§ **Exercise goal**
Starting at the first line of the data below, repeat each line word for word up to and including the line with "const SPECIAL_BADNESS: u32 = 8;".

§ **Material provided**
⁂

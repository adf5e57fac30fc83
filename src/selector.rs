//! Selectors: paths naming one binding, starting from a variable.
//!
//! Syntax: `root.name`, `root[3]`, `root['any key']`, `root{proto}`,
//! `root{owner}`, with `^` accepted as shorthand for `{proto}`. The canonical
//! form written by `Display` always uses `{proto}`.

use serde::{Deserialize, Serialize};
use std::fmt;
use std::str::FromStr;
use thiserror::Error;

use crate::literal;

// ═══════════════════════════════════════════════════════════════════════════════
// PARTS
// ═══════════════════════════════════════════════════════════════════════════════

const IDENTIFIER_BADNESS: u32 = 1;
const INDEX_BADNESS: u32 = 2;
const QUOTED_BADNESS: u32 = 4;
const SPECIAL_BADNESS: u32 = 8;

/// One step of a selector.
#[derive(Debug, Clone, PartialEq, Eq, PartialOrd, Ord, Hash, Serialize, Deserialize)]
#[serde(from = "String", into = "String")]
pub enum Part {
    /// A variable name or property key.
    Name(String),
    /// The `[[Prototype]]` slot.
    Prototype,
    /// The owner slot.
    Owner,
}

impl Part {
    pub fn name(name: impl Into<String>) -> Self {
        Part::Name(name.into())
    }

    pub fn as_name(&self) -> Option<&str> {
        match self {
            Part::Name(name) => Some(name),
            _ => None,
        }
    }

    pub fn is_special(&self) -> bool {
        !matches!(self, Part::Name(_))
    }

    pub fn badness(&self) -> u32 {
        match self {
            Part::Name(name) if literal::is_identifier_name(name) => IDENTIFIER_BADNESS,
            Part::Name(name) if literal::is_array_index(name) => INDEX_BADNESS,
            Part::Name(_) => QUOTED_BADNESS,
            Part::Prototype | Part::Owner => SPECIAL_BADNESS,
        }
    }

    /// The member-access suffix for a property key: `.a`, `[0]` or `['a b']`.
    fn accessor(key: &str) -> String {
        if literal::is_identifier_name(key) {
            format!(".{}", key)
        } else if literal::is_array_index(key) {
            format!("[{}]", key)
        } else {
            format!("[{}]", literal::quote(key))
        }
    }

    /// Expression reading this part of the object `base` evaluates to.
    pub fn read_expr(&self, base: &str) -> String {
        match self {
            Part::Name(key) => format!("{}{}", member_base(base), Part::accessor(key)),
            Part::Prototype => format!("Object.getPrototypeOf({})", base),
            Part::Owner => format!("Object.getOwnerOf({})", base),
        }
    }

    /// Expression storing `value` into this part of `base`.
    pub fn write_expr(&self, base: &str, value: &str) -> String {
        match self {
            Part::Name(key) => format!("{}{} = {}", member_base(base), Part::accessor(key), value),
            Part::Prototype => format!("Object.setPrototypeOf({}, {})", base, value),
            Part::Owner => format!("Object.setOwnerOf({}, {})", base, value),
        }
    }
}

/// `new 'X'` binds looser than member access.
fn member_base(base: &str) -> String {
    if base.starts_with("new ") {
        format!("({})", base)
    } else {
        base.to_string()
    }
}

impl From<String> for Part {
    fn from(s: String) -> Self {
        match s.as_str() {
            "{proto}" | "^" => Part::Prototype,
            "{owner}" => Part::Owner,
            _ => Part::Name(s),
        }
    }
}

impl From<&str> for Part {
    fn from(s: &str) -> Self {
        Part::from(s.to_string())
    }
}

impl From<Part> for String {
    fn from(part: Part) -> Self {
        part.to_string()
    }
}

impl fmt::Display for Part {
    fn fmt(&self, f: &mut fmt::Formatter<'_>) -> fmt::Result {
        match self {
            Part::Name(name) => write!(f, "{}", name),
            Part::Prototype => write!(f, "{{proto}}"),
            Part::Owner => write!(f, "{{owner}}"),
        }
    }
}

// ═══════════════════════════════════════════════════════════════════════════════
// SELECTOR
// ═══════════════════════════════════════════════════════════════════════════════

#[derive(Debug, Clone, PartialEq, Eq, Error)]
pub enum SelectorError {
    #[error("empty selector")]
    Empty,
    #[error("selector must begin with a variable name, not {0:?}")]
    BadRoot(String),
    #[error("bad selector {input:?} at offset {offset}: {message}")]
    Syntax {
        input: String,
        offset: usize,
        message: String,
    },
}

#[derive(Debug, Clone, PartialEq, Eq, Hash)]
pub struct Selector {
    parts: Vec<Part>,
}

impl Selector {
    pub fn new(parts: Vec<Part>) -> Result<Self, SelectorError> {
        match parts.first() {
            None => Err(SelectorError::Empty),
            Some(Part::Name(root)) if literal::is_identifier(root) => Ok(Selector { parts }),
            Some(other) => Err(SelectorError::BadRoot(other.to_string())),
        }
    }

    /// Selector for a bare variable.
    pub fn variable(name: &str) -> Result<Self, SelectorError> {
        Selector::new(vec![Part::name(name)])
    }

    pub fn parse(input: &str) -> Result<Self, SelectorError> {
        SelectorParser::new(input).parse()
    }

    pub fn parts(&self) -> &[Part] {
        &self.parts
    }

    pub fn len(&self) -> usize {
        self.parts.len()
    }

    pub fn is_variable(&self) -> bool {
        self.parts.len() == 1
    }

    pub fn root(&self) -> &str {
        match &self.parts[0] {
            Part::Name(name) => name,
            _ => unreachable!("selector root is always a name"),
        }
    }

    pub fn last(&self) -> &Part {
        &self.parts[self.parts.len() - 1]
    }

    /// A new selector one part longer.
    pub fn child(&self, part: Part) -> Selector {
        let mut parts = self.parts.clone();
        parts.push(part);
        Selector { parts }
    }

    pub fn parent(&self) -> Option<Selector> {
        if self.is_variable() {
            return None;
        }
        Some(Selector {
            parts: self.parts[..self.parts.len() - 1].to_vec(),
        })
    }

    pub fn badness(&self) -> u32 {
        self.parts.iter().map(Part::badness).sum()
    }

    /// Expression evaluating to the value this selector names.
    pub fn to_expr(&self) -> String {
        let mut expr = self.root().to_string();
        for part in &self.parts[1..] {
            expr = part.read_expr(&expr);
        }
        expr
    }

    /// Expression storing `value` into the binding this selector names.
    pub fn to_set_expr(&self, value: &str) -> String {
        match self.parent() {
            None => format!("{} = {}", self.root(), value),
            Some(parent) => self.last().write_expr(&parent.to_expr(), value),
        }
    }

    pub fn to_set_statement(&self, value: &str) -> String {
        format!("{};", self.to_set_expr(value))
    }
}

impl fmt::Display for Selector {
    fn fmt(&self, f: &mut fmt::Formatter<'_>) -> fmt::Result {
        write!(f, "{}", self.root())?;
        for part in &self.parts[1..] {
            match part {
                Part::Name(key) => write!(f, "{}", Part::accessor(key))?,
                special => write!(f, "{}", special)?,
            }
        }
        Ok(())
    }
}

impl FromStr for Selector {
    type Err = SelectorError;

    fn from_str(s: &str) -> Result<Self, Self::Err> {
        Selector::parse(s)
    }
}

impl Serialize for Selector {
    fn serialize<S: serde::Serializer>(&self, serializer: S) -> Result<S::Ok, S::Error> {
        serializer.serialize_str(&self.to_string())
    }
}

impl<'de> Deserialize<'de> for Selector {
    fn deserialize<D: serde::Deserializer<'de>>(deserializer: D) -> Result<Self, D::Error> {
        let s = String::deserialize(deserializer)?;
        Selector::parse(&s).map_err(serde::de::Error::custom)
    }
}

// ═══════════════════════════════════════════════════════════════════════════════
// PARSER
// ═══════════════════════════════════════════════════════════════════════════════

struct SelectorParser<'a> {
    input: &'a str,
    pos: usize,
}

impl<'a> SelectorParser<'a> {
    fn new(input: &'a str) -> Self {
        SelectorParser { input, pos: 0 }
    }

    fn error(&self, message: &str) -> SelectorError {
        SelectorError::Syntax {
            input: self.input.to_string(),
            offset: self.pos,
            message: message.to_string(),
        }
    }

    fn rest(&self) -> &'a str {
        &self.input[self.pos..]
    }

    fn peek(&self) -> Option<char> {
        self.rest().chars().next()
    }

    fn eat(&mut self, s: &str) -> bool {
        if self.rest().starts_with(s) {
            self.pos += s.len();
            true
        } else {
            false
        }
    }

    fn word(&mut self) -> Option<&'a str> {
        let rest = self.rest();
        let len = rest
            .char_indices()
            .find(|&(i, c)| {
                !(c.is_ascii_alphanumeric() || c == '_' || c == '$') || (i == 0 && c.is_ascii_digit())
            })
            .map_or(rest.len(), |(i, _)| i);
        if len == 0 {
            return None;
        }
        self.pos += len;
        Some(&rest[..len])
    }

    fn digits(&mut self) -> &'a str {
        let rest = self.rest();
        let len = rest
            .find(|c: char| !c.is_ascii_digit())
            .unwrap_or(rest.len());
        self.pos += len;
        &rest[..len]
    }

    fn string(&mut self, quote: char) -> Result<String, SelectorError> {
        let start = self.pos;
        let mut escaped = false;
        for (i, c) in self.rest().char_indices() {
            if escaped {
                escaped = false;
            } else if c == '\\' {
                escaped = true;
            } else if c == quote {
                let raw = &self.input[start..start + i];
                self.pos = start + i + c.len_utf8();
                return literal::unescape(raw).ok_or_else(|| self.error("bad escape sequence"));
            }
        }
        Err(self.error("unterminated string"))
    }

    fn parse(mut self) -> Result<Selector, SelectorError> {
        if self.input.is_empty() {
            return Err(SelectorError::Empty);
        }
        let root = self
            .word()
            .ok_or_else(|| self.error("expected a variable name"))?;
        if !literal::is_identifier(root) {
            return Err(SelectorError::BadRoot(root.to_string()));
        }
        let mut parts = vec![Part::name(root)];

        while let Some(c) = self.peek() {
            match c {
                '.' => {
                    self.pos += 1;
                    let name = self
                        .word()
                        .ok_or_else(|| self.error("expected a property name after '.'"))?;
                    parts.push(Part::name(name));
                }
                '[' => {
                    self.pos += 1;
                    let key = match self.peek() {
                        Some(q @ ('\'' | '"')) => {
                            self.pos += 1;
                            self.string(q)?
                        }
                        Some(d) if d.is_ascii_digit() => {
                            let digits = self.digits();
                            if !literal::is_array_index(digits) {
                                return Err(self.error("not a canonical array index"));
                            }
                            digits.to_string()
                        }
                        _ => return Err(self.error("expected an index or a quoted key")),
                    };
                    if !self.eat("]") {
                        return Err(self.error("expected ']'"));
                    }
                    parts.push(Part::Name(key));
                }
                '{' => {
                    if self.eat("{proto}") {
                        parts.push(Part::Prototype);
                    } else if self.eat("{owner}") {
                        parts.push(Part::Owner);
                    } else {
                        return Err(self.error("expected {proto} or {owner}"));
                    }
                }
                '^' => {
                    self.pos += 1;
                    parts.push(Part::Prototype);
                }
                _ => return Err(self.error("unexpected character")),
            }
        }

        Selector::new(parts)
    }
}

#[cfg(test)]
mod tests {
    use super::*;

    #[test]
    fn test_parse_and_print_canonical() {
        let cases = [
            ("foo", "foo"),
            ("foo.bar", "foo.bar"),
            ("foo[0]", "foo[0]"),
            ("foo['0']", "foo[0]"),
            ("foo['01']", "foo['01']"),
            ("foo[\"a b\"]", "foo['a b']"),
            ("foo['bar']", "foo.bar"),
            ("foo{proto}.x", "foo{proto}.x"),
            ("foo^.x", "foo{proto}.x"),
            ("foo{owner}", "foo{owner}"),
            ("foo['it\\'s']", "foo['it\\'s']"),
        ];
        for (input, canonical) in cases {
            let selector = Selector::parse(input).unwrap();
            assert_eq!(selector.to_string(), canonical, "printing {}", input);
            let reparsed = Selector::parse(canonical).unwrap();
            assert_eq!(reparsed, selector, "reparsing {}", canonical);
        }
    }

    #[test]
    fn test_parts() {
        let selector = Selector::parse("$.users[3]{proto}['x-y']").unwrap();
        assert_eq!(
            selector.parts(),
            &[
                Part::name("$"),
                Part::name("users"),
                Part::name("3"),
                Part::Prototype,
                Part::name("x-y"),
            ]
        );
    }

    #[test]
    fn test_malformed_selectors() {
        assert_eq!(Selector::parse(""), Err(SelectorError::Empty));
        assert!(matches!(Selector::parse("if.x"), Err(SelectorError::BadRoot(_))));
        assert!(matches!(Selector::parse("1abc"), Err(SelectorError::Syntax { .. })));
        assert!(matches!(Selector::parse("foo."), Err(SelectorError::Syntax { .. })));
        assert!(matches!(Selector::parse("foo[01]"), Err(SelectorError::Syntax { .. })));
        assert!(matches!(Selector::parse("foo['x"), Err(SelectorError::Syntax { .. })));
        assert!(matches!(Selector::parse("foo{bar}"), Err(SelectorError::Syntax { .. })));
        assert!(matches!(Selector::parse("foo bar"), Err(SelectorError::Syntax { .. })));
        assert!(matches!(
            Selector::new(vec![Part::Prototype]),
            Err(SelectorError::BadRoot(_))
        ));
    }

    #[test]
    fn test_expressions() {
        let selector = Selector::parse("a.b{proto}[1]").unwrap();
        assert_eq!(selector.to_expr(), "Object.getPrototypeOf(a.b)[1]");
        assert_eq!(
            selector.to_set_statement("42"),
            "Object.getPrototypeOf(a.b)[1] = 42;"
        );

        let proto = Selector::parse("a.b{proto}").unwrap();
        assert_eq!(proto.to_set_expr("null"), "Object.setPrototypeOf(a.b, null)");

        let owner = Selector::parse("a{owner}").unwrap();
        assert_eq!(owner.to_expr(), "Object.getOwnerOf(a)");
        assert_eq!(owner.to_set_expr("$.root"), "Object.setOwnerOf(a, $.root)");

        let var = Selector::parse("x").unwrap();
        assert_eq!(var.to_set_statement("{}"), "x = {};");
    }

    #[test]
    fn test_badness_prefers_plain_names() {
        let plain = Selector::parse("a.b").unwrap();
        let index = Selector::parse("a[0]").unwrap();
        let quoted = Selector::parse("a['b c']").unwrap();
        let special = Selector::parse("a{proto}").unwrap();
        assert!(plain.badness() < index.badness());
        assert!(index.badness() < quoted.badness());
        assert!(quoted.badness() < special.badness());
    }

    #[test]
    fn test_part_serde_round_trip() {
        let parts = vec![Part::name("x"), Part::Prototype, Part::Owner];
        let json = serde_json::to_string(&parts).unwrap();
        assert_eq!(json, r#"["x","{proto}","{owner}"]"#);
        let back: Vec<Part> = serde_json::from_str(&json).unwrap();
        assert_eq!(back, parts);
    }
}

⁂

§ **Solution to the problem**
repository adf5e57fac30fc83
filename src/selector.rs
//! Selectors: paths naming one binding, starting from a variable.
//!
//! Syntax: `root.name`, `root[3]`, `root['any key']`, `root{proto}`,
//! `root{owner}`, with `^` accepted as shorthand for `{proto}`. The canonical
//! form written by `Display` always uses `{proto}`.

use serde::{Deserialize, Serialize};
use std::fmt;
use std::str::FromStr;
use thiserror::Error;

use crate::literal;

// ═══════════════════════════════════════════════════════════════════════════════
// PARTS
// ═══════════════════════════════════════════════════════════════════════════════

const IDENTIFIER_BADNESS: u32 = 1;
const INDEX_BADNESS: u32 = 2;
const QUOTED_BADNESS: u32 = 4;
const SPECIAL_BADNESS: u32 = 8;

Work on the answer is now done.